PART 2 - MODERATING THE BIOSCI/bionet NEWSGROUPS

Keith Robison robison at lipid.harvard.edu
Fri Feb 24 07:58:36 EST 1995


BIOSCI Administrator (biosci-help at net.bio.net) wrote:
: In Part 1 we explained the advantages of news over e-mail and why you
: should make the investment to switch.  Among other things, this makes
: it easier to ignore the growing morass of garbage on the net, but it
: does not eliminate it.  This message deals with that challenge.

: Moderating the newsgroups would mean changing them so that only
: preapproved messages would be distributed.  This raise a number of hot
: issues immediately:

: (1) Do readers even want the newsgroups moderated????
: (2) Freedom of speech!!!  This proposal sounds like fascism on the net.
: (3) Who will do the moderating?  More importantly, who has the time??!!!
: (4) What will be the criteria used to approve messages for posting??
: (5) How will this change be implemented without causing network
:     problems?

: First, if we go ahead with this proposal, we will probably seek
: blanket approval to moderate all of the bionet newsgroups, but allow
: each group the option to bow out if the discussion leader believes
: that it is the consensus of the group to stay completely open.

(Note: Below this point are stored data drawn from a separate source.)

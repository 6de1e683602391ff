//! Seam between the connection manager and a concrete database driver.
//!
//! The manager never talks to a wire protocol itself. A [`Driver`] builds an
//! [`Engine`] from a connection URL; an engine hands out managed
//! [`Connection`]s for ordinary statements and [`RawConnection`]s for
//! cursor-level stored procedure calls. Every connection is wrapped in a
//! [`ConnectionGuard`] so it is closed on all exit paths.

use std::{
    error::Error as StdError,
    fmt,
    ops::{Deref, DerefMut},
    sync::Arc,
};

use log::warn;
use serde::{Deserialize, Serialize};

use crate::data::Value;
use crate::dataset::Dataset;
use crate::schema::TableSchema;

type BoxError = Box<dyn StdError + Send + Sync + 'static>;

/// Error reported by a driver. The message is surfaced verbatim.
#[derive(Debug)]
pub struct DriverError {
    message: String,
    source: Option<BoxError>,
}

impl DriverError {
    pub fn new(message: impl Into<String>) -> Self {
        Self {
            message: message.into(),
            source: None,
        }
    }

    pub fn with_source(message: impl Into<String>, source: impl Into<BoxError>) -> Self {
        Self {
            message: message.into(),
            source: Some(source.into()),
        }
    }

    pub fn message(&self) -> &str {
        &self.message
    }
}

impl fmt::Display for DriverError {
    fn fmt(&self, f: &mut fmt::Formatter<'_>) -> fmt::Result {
        match &self.source {
            Some(source) => write!(f, "{}: {}", self.message, source),
            None => f.write_str(&self.message),
        }
    }
}

impl StdError for DriverError {
    fn source(&self) -> Option<&(dyn StdError + 'static)> {
        self.source
            .as_deref()
            .map(|err| err as &(dyn StdError + 'static))
    }
}

/// Metadata returned by a statement that produces no rows.
#[derive(Debug, Clone, Copy, Default, PartialEq, Eq, Serialize, Deserialize)]
pub struct ExecutionSummary {
    pub rows_affected: u64,
    pub last_insert_id: Option<u64>,
}

/// Everything a cursor reports after running a statement.
#[derive(Debug, Clone, Default, PartialEq)]
pub struct CursorResult {
    pub rows_affected: u64,
    /// Column names from the cursor description; `None` when the statement
    /// produced no result set.
    pub columns: Option<Vec<String>>,
    pub rows: Vec<Vec<Value>>,
}

pub trait Driver: Send + Sync {
    fn create_engine(&self, url: &str) -> Result<Arc<dyn Engine>, DriverError>;
}

/// Reusable connection factory bound to a single database URL.
pub trait Engine: Send + Sync {
    fn connect(&self) -> Result<Box<dyn Connection>, DriverError>;

    fn raw_connect(&self) -> Result<Box<dyn RawConnection>, DriverError>;

    /// Releases every resource held by the engine. Called at most once per
    /// cached handle; the handle is not used afterwards.
    fn dispose(&self) -> Result<(), DriverError>;
}

pub trait Close {
    fn close(self: Box<Self>) -> Result<(), DriverError>;
}

pub trait Connection: Close + Send {
    fn has_table(&mut self, table: &str) -> Result<bool, DriverError>;

    fn query(&mut self, sql: &str, params: &[Value]) -> Result<Dataset, DriverError>;

    fn execute(&mut self, sql: &str, params: &[Value]) -> Result<ExecutionSummary, DriverError>;

    /// Bulk-inserts every row of `dataset` into an existing table whose
    /// columns follow `schema`. Returns the number of rows written.
    fn insert_rows(
        &mut self,
        table: &str,
        dataset: &Dataset,
        schema: &TableSchema,
        chunk_size: Option<usize>,
    ) -> Result<u64, DriverError>;
}

/// Driver-native connection with cursor-level access.
pub trait RawConnection: Close + Send {
    fn call(&mut self, sql: &str, params: &[Value]) -> Result<CursorResult, DriverError>;

    fn commit(&mut self) -> Result<(), DriverError>;
}

/// Owns an open connection and closes it when dropped.
pub struct ConnectionGuard<C: ?Sized + Close> {
    inner: Option<Box<C>>,
}

impl<C: ?Sized + Close> ConnectionGuard<C> {
    pub fn new(inner: Box<C>) -> Self {
        Self { inner: Some(inner) }
    }

    /// Closes now and reports the outcome instead of logging it.
    pub fn close(mut self) -> Result<(), DriverError> {
        match self.inner.take() {
            Some(conn) => conn.close(),
            None => Ok(()),
        }
    }
}

impl<C: ?Sized + Close> Deref for ConnectionGuard<C> {
    type Target = C;

    fn deref(&self) -> &Self::Target {
        self.inner
            .as_deref()
            .expect("connection is present until the guard is consumed")
    }
}

impl<C: ?Sized + Close> DerefMut for ConnectionGuard<C> {
    fn deref_mut(&mut self) -> &mut Self::Target {
        self.inner
            .as_deref_mut()
            .expect("connection is present until the guard is consumed")
    }
}

impl<C: ?Sized + Close> Drop for ConnectionGuard<C> {
    fn drop(&mut self) {
        if let Some(conn) = self.inner.take() {
            if let Err(err) = conn.close() {
                warn!("Failed to close database connection: {err}");
            }
        }
    }
}

impl<C: ?Sized + Close> fmt::Debug for ConnectionGuard<C> {
    fn fmt(&self, f: &mut fmt::Formatter<'_>) -> fmt::Result {
        f.debug_struct("ConnectionGuard")
            .field("open", &self.inner.is_some())
            .finish()
    }
}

: Numbers 2, 3, and 4 can be addressed by an idea first brought to our
: attention some time ago by one of our helpful readers, David Steffen.
: *NO ONE* will do the moderation!!  It will be done by machine and
: elimnate the need to find people to preapprove/edit messages.  The
: only criterion will be that one has preregistered to post to the
: BIOSCI newsgroups.  Messages posted or mailed in to the newsgroups
: will first be sent for checking against the registration list and then
: approved for distribution automatically or rejected automatically.
: There will be no editorial interference with people's opinions.

: Such a system will immediately eliminate SUBSCRIBE postings (but not
: UNSUBSCRIBE postings unfortunately) 

Why not?  I've long wished that there was automatic filtering out of
subscribe and unsubscribe messages (they follow relatively simple
patterns, as well as empty messages.  While I do read with a threaded
newsreader, when enough of them pile up its annoying.

: and avoid ads posted by people who
: are not part of the system (unless they are devious and override the
: moderation mechanism).  Ads posted by registered users would be
: grounds for immediate revocation of posting rights to the groups.
: This action could be taken promptly.  Currently we are limited to
: joining a chorus of time-wasting protests to
: postmaster at foo.bar.nowhere which sometimes do not work.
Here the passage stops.